What is even more dramatic is that the changes affecting the electric industry are shaking a pillar of the Canadian economy. The electric industry touches every home and business in Canada and reliable power is an essential ingredient for the competitiveness of our economy. Electric power generation, transmission and distribution utilities contribute almost $30 billion to the Canadian economy, with electrical equipment manufacturers contributing another $4 billion. This industry employs over 100,000 Canadians, but the Conference Board has estimated that 156,000 workers will be needed to carry out the renewal of Canada’s electricity infrastructure. Canada’s net exports of electricity and electrical products amount to billions of dollars every year. The Canadian electricity system is in need of massive infrastructure renewal. The Conference Board of Canada estimates that by 2030, close to $350 billion in new investment will be required just to maintain existing electricity capacity, with most of Canada’s non-hydro assets needing renewal or replacement by 2050. The importance of the electric industry scales up the potential of wealth creation, but also underlines the perils that we are facing: should the Canadian electric industry fail to renew itself for the challenges of the 21st century, the entire economy of Canada would suffer, with foreign service providers taking control and energy exports dwindling.
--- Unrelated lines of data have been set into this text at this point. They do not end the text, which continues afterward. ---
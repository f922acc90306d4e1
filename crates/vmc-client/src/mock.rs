//! In-memory mock backends for development builds.
//!
//! No network I/O and no failures: every call sleeps a randomized,
//! per-method latency and returns data from a fixed fixture set, so the UI
//! can be exercised without the real services.

use std::sync::atomic::{AtomicI64, Ordering};
use std::time::Duration;

use async_trait::async_trait;
use chrono::{TimeZone, Utc};
use futures_util::StreamExt;
use rand::Rng;
use tracing::debug;

use agent_api::{
    AgentHealth, AgentResponse, ChatRequest, Conversation, ResponseMetadata, ResponseStatus,
};
use vmc_domain::{
    PowerAction, PowerStatus, VmFlavor, VmInstance, VmInstanceListItem, VmSource,
};

use crate::types::{CreateInstanceSpec, DeleteReceipt, PowerStatusReceipt, VmInstancePage};
use crate::{ChatApi, ChatStream, Result, VmApi};

/// Total size of the mock instance fixture set.
pub const MOCK_INSTANCE_COUNT: u32 = 10;

async fn simulate_latency(base_ms: u64, jitter_ms: u64) {
    let jitter = rand::rng().random_range(0..=jitter_ms);
    tokio::time::sleep(Duration::from_millis(base_ms + jitter)).await;
}

fn standard_flavor() -> VmFlavor {
    VmFlavor {
        id: 200,
        name: "standard-2".into(),
        description: "2 vCPU, 4GB RAM, 40GB Disk".into(),
        memory: 4096,
        root_disk: 40,
        vcpu: 2.0,
    }
}

/// Deterministic filler instance, used beyond the three curated fixtures.
fn generated_instance(id: i64) -> VmInstanceListItem {
    VmInstanceListItem {
        name: format!("vm-instance-{id}"),
        id: id.to_string(),
        power_state: PowerStatus::Running,
        alias: format!("vm-{id}"),
        host: format!("host-{id}.example.com"),
        description: format!("Mock VM instance {id}"),
        source: VmSource {
            kind: "image".into(),
            id: 100,
            name: "default-image".into(),
        },
        flavor: standard_flavor(),
    }
}

fn curated_instances() -> Vec<VmInstanceListItem> {
    vec![
        VmInstanceListItem {
            name: "production-web-server".into(),
            id: "1".into(),
            power_state: PowerStatus::Running,
            alias: "web-prod-001".into(),
            host: "prod-host-01.company.com".into(),
            description: "Production web server for main application".into(),
            source: VmSource {
                kind: "image".into(),
                id: 101,
                name: "ubuntu-22.04-lts".into(),
            },
            flavor: VmFlavor {
                id: 201,
                name: "standard-4".into(),
                description: "4 vCPU, 8GB RAM, 80GB Disk".into(),
                memory: 8192,
                root_disk: 80,
                vcpu: 4.0,
            },
        },
        VmInstanceListItem {
            name: "development-api-server".into(),
            id: "2".into(),
            power_state: PowerStatus::Shutdown,
            alias: "api-dev-002".into(),
            host: "dev-host-02.company.com".into(),
            description: "Development API server for testing".into(),
            source: VmSource {
                kind: "image".into(),
                id: 102,
                name: "centos-8-stream".into(),
            },
            flavor: VmFlavor {
                id: 202,
                name: "small-2".into(),
                description: "2 vCPU, 4GB RAM, 40GB Disk".into(),
                memory: 4096,
                root_disk: 40,
                vcpu: 2.0,
            },
        },
        VmInstanceListItem {
            name: "staging-database".into(),
            id: "3".into(),
            power_state: PowerStatus::Paused,
            alias: "db-staging-003".into(),
            host: "staging-host-03.company.com".into(),
            description: "Staging database server".into(),
            source: VmSource {
                kind: "image".into(),
                id: 103,
                name: "postgresql-14".into(),
            },
            flavor: VmFlavor {
                id: 203,
                name: "large-8".into(),
                description: "8 vCPU, 16GB RAM, 200GB Disk".into(),
                memory: 16384,
                root_disk: 200,
                vcpu: 8.0,
            },
        },
    ]
}

/// The full fixture dataset: three curated instances plus deterministic fill.
fn instance_dataset() -> Vec<VmInstanceListItem> {
    let mut instances = curated_instances();
    for id in (instances.len() as i64 + 1)..=(MOCK_INSTANCE_COUNT as i64) {
        instances.push(generated_instance(id));
    }
    instances
}

fn find_instance(instance_id: &str) -> VmInstanceListItem {
    instance_dataset()
        .into_iter()
        .find(|vm| vm.id == instance_id)
        .unwrap_or_else(|| generated_instance(instance_id.parse().unwrap_or(0)))
}

/// Mock VM service backend.
pub struct MockVmApi {
    next_id: AtomicI64,
}

impl MockVmApi {
    pub fn new() -> Self {
        Self {
            next_id: AtomicI64::new(1000),
        }
    }
}

impl Default for MockVmApi {
    fn default() -> Self {
        Self::new()
    }
}

#[async_trait]
impl VmApi for MockVmApi {
    async fn get_instance(&self, instance_id: &str) -> Result<VmInstance> {
        simulate_latency(500, 1000).await;
        debug!(instance_id = %instance_id, "mock: fetching VM instance");
        Ok(find_instance(instance_id).as_instance())
    }

    async fn get_instance_list(&self, page: u32, size: u32) -> Result<VmInstancePage> {
        simulate_latency(300, 700).await;
        debug!(page, size, "mock: fetching VM instance list");

        let dataset = instance_dataset();
        let total_count = dataset.len() as u64;
        // size 0 only affects the page math; the slice below is empty anyway.
        let per_page = size.max(1) as u64;
        let total_page_count = total_count.div_ceil(per_page) as u32;

        let start = page as usize * size as usize;
        let items: Vec<_> = dataset
            .into_iter()
            .skip(start)
            .take(size as usize)
            .collect();

        Ok(VmInstancePage {
            page_size: size,
            page_number: page,
            total_page_count,
            total_count,
            items,
        })
    }

    async fn create_instance(&self, spec: &CreateInstanceSpec) -> Result<VmInstanceListItem> {
        simulate_latency(1000, 2000).await;
        debug!(name = %spec.name, "mock: creating VM instance");

        let id = self.next_id.fetch_add(1, Ordering::Relaxed);
        let base = generated_instance(id);
        Ok(VmInstanceListItem {
            name: spec.name.clone(),
            description: spec.description.clone(),
            host: spec.host.clone(),
            source: VmSource {
                kind: spec.source_kind.as_str().into(),
                id: spec.source_id,
                name: format!("image_{}", spec.source_id),
            },
            flavor: VmFlavor {
                id: spec.flavor_id,
                ..standard_flavor()
            },
            ..base
        })
    }

    async fn delete_instance(&self, instance_id: &str) -> Result<DeleteReceipt> {
        simulate_latency(1000, 1500).await;
        debug!(instance_id = %instance_id, "mock: deleting VM instance");
        Ok(DeleteReceipt {
            instance_id: instance_id.to_string(),
            is_accepted: true,
            is_deleted: true,
        })
    }

    async fn update_power_status(
        &self,
        instance_id: &str,
        action: PowerAction,
    ) -> Result<PowerStatusReceipt> {
        simulate_latency(1000, 1000).await;
        debug!(instance_id = %instance_id, action = %action, "mock: updating power status");

        let new_power_status = match action {
            PowerAction::Start | PowerAction::Reboot => PowerStatus::Running,
            PowerAction::Shutdown => PowerStatus::Shutdown,
            PowerAction::Pause => PowerStatus::Paused,
        };

        Ok(PowerStatusReceipt {
            success: true,
            message: Some(format!(
                "Power status action '{}' applied successfully",
                action.code()
            )),
            instance_id: instance_id.to_string(),
            new_power_status: Some(new_power_status),
        })
    }
}

const CANNED_RESPONSES: [&str; 4] = [
    "Hello! How can I help you today?",
    "Sure, what would you like to know?",
    "I'm here to help, just ask away!",
    "Hi! What question do you have?",
];

fn canned_response() -> AgentResponse {
    let content = CANNED_RESPONSES[rand::rng().random_range(0..CANNED_RESPONSES.len())];
    AgentResponse {
        content: content.into(),
        conversation_id: format!("conv-{}", uuid::Uuid::new_v4().simple()),
        timestamp: Utc::now(),
        is_streaming: false,
        sources: Vec::new(),
        metadata: ResponseMetadata {
            response_time: Some("150ms".into()),
            tools_used: Some(vec!["chat_assistant".into()]),
            ..ResponseMetadata::default()
        },
        status: ResponseStatus::Success,
    }
}

fn canned_conversations() -> Vec<Conversation> {
    vec![
        Conversation {
            id: "conv-1".into(),
            user_id: "user-123".into(),
            title: "Server status check".into(),
            summary: "Checked server status and asked about monitoring setup".into(),
            created_at: Utc.with_ymd_and_hms(2024, 1, 15, 9, 0, 0).unwrap(),
            last_activity: Utc.with_ymd_and_hms(2024, 1, 15, 10, 30, 0).unwrap(),
            message_count: 5,
            is_active: true,
        },
        Conversation {
            id: "conv-2".into(),
            user_id: "user-123".into(),
            title: "Metrics analysis request".into(),
            summary: "Requested analysis of performance metrics and usage data".into(),
            created_at: Utc.with_ymd_and_hms(2024, 1, 14, 14, 20, 0).unwrap(),
            last_activity: Utc.with_ymd_and_hms(2024, 1, 14, 15, 45, 0).unwrap(),
            message_count: 8,
            is_active: false,
        },
        Conversation {
            id: "conv-3".into(),
            user_id: "user-123".into(),
            title: "Insight report".into(),
            summary: "Discussed system insights and optimization options".into(),
            created_at: Utc.with_ymd_and_hms(2024, 1, 13, 11, 10, 0).unwrap(),
            last_activity: Utc.with_ymd_and_hms(2024, 1, 13, 12, 0, 0).unwrap(),
            message_count: 3,
            is_active: true,
        },
    ]
}

/// Mock chat service backend.
pub struct MockChatApi;

impl MockChatApi {
    pub fn new() -> Self {
        Self
    }
}

impl Default for MockChatApi {
    fn default() -> Self {
        Self::new()
    }
}

#[async_trait]
impl ChatApi for MockChatApi {
    async fn send_message(&self, req: &ChatRequest) -> Result<AgentResponse> {
        simulate_latency(500, 1000).await;
        debug!(message = %req.message, "mock: chat message");
        Ok(canned_response())
    }

    async fn send_message_with_system_prompt(
        &self,
        req: &ChatRequest,
        _system_prompt: &str,
    ) -> Result<AgentResponse> {
        simulate_latency(700, 1000).await;
        debug!(message = %req.message, "mock: chat message with system prompt");
        Ok(canned_response())
    }

    async fn create_streaming_chat(
        &self,
        _message: &str,
        _conversation_id: Option<&str>,
        _user_id: Option<&str>,
    ) -> Result<ChatStream> {
        let response = canned_response();
        let chunks: Vec<String> = response
            .content
            .split_inclusive(' ')
            .map(str::to_string)
            .collect();

        let stream: ChatStream = futures_util::stream::iter(chunks)
            .then(|chunk| async move {
                tokio::time::sleep(Duration::from_millis(40)).await;
                Ok(chunk)
            })
            .boxed();
        Ok(stream)
    }

    async fn get_conversations(
        &self,
        _user_id: Option<&str>,
        active_only: bool,
    ) -> Result<Vec<Conversation>> {
        simulate_latency(200, 300).await;
        let conversations = canned_conversations();
        Ok(if active_only {
            conversations.into_iter().filter(|c| c.is_active).collect()
        } else {
            conversations
        })
    }

    async fn delete_conversation(
        &self,
        conversation_id: &str,
        _user_id: Option<&str>,
    ) -> Result<()> {
        simulate_latency(200, 300).await;
        debug!(conversation_id = %conversation_id, "mock: conversation deleted");
        Ok(())
    }

    async fn get_health(&self) -> Result<AgentHealth> {
        simulate_latency(100, 200).await;
        Ok(AgentHealth {
            status: "UP".into(),
            service: "AI Agent".into(),
            timestamp: Utc::now().timestamp_millis(),
            active_conversations: 25,
        })
    }
}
In conclusion, accelerating the transformation of the Canadian electric industry is essential. In an industry traditionally defined by centralized generation and rigid geographic boundaries between utilities, new linkages need to occur: utilities and customers, vendors and entrepreneurs, cities and businesses, ensuring that all see the opportunities that didn’t exist before and have the support they need to get their ideas to market quickly. The transformation of the electric industry will ensure that Canadians benefit from the billions of dollars to be invested in the electricity system. The structure of the industry will emerge transformed, with Canadian-owned service providers offering novel energy solutions, backed by a web of hardware, software, and professional service vendors. This will increase the opportunities for Canadians to export their energy, their expertise, and the fruit of their labor.